Agent Evaluation Engine (daita/evals/)

New public eval API for running suites against any compatible Daita agent or custom runnable:
python
```
from daita.evals import EvalSuite
 
report = await EvalSuite.from_file("evals/sales-agent.yaml").run()
```
Eval suites load agents through a Python factory path, support sync or async factories, call optional start() and stop() lifecycle hooks, and run prompts through run(prompt, detailed=True) when available.
YAML and JSON Eval Suite Configuration

Eval configs now support suite defaults, per-case overrides, datasets, case templates, artifacts, baselines, and structured expectations. Cases can run once or multiple times using the default sequential same-agent mode.
Deterministic Assertion System

New assertion modules cover:
- final-answer equality, containment, regex, and numeric tolerances
- required and forbidden tools
- token, cost, latency, and iteration budgets
- SQL read-only checks, required limits, required/forbidden tables, row-count limits, and SQL shape checks
- repeat-run stability for answer variants, tool sequences, cost, latency, and token deltas
Data Operation Inspectors

Eval runs now normalize tool activity into data operations so suites can check non-SQL behavior across files, APIs, storage systems, vector search, workflows, and generic tools.
Skill and Plugin Evaluation

Eval evidence now includes ExecutionSpan records for skills, plugins, tools, and workflows. Suites can require or forbid skills/plugins, enforce call limits, check latency budgets, and fail on skill/plugin errors.

Example expectations:
yaml
```
expectations:
  skills:
    required: ['schema_discovery']
    max_errors: 0
  plugins:
    required: ['sqlite']
    forbidden: ['s3']
    max_latency_ms: 3000
```
Structured Eval Artifacts

Eval runs write a stable artifact set for developers, CI, dashboards, and coding agents:
- report.json
- summary.md
- junit.xml
- per-case case.json
- per-run run-XXX.json
- repeat-run diff.json
- judge input/output artifacts
- baseline comparison artifacts
Artifact privacy controls support truncation, redaction, full-answer inclusion, and tool-output inclusion.
Dataset-Driven Eval Cases

Suites can expand JSONL, JSON, or YAML datasets into eval cases using configurable input, ID, expected, and metadata fields.
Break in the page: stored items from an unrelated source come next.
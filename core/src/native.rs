//! Native transport backed by `reqwest`.

use async_trait::async_trait;

use crate::error::TransportError;
use crate::http::{Credentials, Request, Response, ResponseBody, ResponseMode};
use crate::transport::{wire_payload, Transport};

const NAME: &str = "native";

/// Async transport over `reqwest`.
///
/// Holds two clients: one without a cookie store for anonymous requests and one
/// with a cookie store for credentialed requests, so cookies set by one
/// credentialed response never leak into an anonymous request.
#[derive(Debug, Clone)]
pub struct ReqwestTransport {
    anonymous: reqwest::Client,
    credentialed: reqwest::Client,
}

impl ReqwestTransport {
    pub fn new() -> Result<Self, TransportError> {
        let anonymous = reqwest::Client::builder()
            .build()
            .map_err(|e| TransportError::new(NAME, e.to_string()))?;
        let credentialed = reqwest::Client::builder()
            .cookie_store(true)
            .build()
            .map_err(|e| TransportError::new(NAME, e.to_string()))?;
        Ok(Self {
            anonymous,
            credentialed,
        })
    }
}

#[async_trait]
impl Transport for ReqwestTransport {
    fn name(&self) -> &'static str {
        NAME
    }

    async fn send(&self, request: &Request) -> Result<Response, TransportError> {
        if request.response_mode == ResponseMode::Document {
            return Err(TransportError::new(NAME, "document responses are not supported"));
        }
        let payload = wire_payload(NAME, request)?;
        let client = match request.credentials {
            Credentials::Omit => &self.anonymous,
            Credentials::SameOrigin | Credentials::Include => &self.credentialed,
        };

        let mut builder = client
            .request(request.method.into(), request.url.clone())
            .headers(payload.headers);
        if let Some(body) = payload.body {
            builder = builder.body(body);
        }
        let res = builder
            .send()
            .await
            .map_err(|e| TransportError::new(NAME, e.to_string()))?;

        let url = res.url().clone();
        let status = res.status().as_u16();
        let status_text = res.status().canonical_reason().unwrap_or("Unknown").to_string();
        let headers = res.headers().clone();

        // Fully buffered; bodies are never streamed.
        let body = res
            .bytes()
            .await
            .map_err(|e| TransportError::new(NAME, e.to_string()))?
            .to_vec();

        Ok(Response {
            url,
            status,
            status_text,
            headers,
            body: ResponseBody::Bytes(body),
        })
    }
}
Case templates let teams apply shared expectations to every dataset record.
Baselines and Regression Comparison

Eval reports can be recorded as baselines and compared against later runs. Regression policies support new failures, score drops, cost increases, latency increases, and tool-sequence changes.
Optional Structured LLM Judges

LLM judges can evaluate cases when deterministic assertions are not enough. Judges support structured criteria, required criteria, weighted scores, score thresholds, judge artifacts, latency, token, and cost accounting.
Eval Reporters

Added pretty terminal output, Markdown summaries, canonical JSON reports, and JUnit XML rendering. Pretty output includes case-level cost, latency, tokens, tool paths, skill/plugin spans, stability summaries, judge summaries, and grouped failures.
Eval Test Coverage

Added focused unit tests plus live integration scenarios for plain agents, tool-calling agents, SQLite data agents, non-SQL data operations, skill/plugin spans, expected eval failures, repeat runs, multi-case suites, datasets, baselines, mock judges, live OpenAI judges, and artifact contracts.